# cams



## Guest (Apr 11, 2003)

does anybody happen to know if this set up will work good for a street driven n/a se-r advertised duration intake 268 deg. exhaust 278 deg. duration @ .050 intake 206 deg. exhaust 214 deg. max lift intake .450 exhaust .454 centerline intake 108 deg. exhaust 116 deg. just curious about how these cam numbers will make my car run. here in the future there will be more motor work done, but right now all i have on it is the items listed after my signature. if anybody can help or give some advice thank you. one more thing, when it comes to installing these cams does anybody have advice on keeping the gears and timing chain in place so i don't fubar anything up. thanks again.


----------



## bahearn (Jul 15, 2002)

Those duration figures look like JUN numbers. Lift is usually measured in millimeters for metric cars, haven't seen listing of popular cams with inches. Sport Compact Car had a 2-part comparo a couple of years ago, you should be able to find links with the search button.


----------



## 2000se2.0 (Feb 26, 2003)

question. i am planning to get JWT cams soon(only thinkg left to do). wondering on how difficult is it to install cams?


----------



## jyan2852 (Apr 28, 2003)

dude, I have a set of JDM Bluebird SR20DET cams I want to sell.

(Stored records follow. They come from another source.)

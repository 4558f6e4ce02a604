//! Unbounded frame nesting.
//!
//! Frame trees nest one level per sampled frame and crash backtraces are
//! linear `subFrames` chains, so depth is bounded only by the sampler.
//! Recursive walks over frames go through [`with_stack`], which moves onto a
//! freshly allocated stack segment whenever the current one runs low.
//! Flattening walks an explicit work list instead.
//!
//! The derived `Clone`, `PartialEq` and drop glue of [`Frame`] still recurse
//! once per level on the caller's stack, which holds comfortably for
//! thousands of levels but not for arbitrarily hostile input.

use serde::de::DeserializeOwned;
use serde::{Serialize, Serializer};

use crate::types::Frame;

/// Remaining stack below which a new segment is allocated.
const RED_ZONE: usize = 64 * 1024;
/// Size of each additional stack segment.
const STACK_SEGMENT: usize = 2 * 1024 * 1024;

/// Run `f`, growing the stack first if fewer than [`RED_ZONE`] bytes remain.
pub(crate) fn with_stack<R>(f: impl FnOnce() -> R) -> R
{
    stacker::maybe_grow(RED_ZONE, STACK_SEGMENT, f)
}

/// Decode JSON without serde_json's nesting limit.
///
/// Trailing non-whitespace input is still rejected.
pub(crate) fn from_slice<T>(data: &[u8]) -> serde_json::Result<T>
where
    T: DeserializeOwned,
{
    let mut deserializer = serde_json::Deserializer::from_slice(data);
    deserializer.disable_recursion_limit();
    let value = T::deserialize(serde_stacker::Deserializer::new(&mut deserializer))?;
    deserializer.end()?;
    Ok(value)
}

/// `serialize_with` hook for `Frame::children`.
pub(crate) fn serialize_children<S>(children: &Option<Vec<Frame>>, serializer: S) -> Result<S::Ok, S::Error>
where
    S: Serializer,
{
    with_stack(|| children.serialize(serializer))
}

#[cfg(test)]
mod tests
{
    use super::*;

    #[test]
    fn test_rejects_trailing_input()
    {
        assert!(from_slice::<Frame>(br#"{"address":1}"#).is_ok());
        assert!(from_slice::<Frame>(br#"{"address":1} x"#).is_err());
    }

    #[test]
    fn test_decodes_past_default_depth_limit()
    {
        let depth = 300;
        let json = format!("{}{}", r#"[{"address":1,"subFrames":"#.repeat(depth), "[]".to_string() + &"}]".repeat(depth));
        let frames: Vec<Frame> = from_slice(json.as_bytes()).unwrap();
        assert_eq!(frames[0].flattened_frames().len(), depth - 1);
    }
}
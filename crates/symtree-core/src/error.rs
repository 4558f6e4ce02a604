//! # Error Types
//!
//! General error handling for symtree.
//!
//! We use `thiserror` to automatically generate `Error` trait implementations
//! and nice error messages.
//!
//! Only decoding and resolver setup can fail. Symbolication itself is total:
//! unresolved addresses and frames without a binary identity are represented
//! in the model as absence, never as errors.

use std::path::PathBuf;

use thiserror::Error;

/// Main error type for symtree operations
///
/// ## Error Categories
///
/// 1. **Decode errors**: Decode, InvalidTimestamp
/// 2. **Argument errors**: InvalidArgument
/// 3. **Resolver setup errors**: ImageParse, MissingImageId
/// 4. **I/O errors**: Io (for file operations, etc.)
#[derive(Error, Debug)]
pub enum SymtreeError
{
    /// The payload JSON is malformed or misses a required field
    ///
    /// Decoding is atomic: when any diagnostic inside a payload fails to
    /// decode, the whole payload is rejected.
    #[error("Failed to decode diagnostic JSON: {0}")]
    Decode(#[from] serde_json::Error),

    /// A payload timestamp matched none of the accepted formats
    #[error("Invalid timestamp: {0}")]
    InvalidTimestamp(String),

    /// Invalid argument passed to a symtree function
    ///
    /// Examples:
    /// - A malformed `UUID=PATH` binary mapping
    /// - A malformed `PLATFORM=MAJOR.MINOR` reconciliation override
    #[error("Invalid argument: {0}")]
    InvalidArgument(String),

    /// A binary image could not be parsed by the on-disk resolver
    #[error("Failed to parse image {}: {details}", .path.display())]
    ImageParse
    {
        /// Path of the image that failed to parse
        path: PathBuf,
        /// Parser error details
        details: String,
    },

    /// A binary image carries no identifier and none was supplied
    #[error("Image {} has no UUID or build id", .0.display())]
    MissingImageId(PathBuf),

    /// I/O error (for file operations, etc.)
    #[error("IO error: {0}")]
    Io(#[from] std::io::Error),
}

/// Convenience type alias for `Result<T, SymtreeError>`
///
/// ```rust
/// use symtree_core::error::Result;
/// fn foo() -> Result<()>
/// {
///     Ok(())
/// }
/// ```
pub type Result<T> = std::result::Result<T, SymtreeError>;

Check the FOR SALE forums...they won't make any difference in my 91 NX2000 due to it being a high port head. Looks like you have a 94-99 SR20DE which will give you good hp and torque increase numbers for a fraction of what you'd pay for for JWT S3 cams. Lemme know


----------



## 2000se2.0 (Feb 26, 2003)

jyan2852 said:


> *dude, I have a set of JDM Bluebird SR20DET cams I want to sell. Check the FOR SALE forums...they won't make any difference in my 91 NX2000 due to it being a high port head. Looks like you have a 94-99 SR20DE which will give you good hp and torque increase numbers for a fraction of what you'd pay for for JWT S3 cams. Lemme know *


not sure of those cams can work on my b15. my motor isslightly diff. need more research. the only cams available for my model is the JWT cams, good for 10hp. 

BTW, porting works? how is it done?


----------



## onyxeros (Jul 26, 2002)

for the b15 only the s3's will work. don't worry about head porting until you want to spend around $800.

O


----------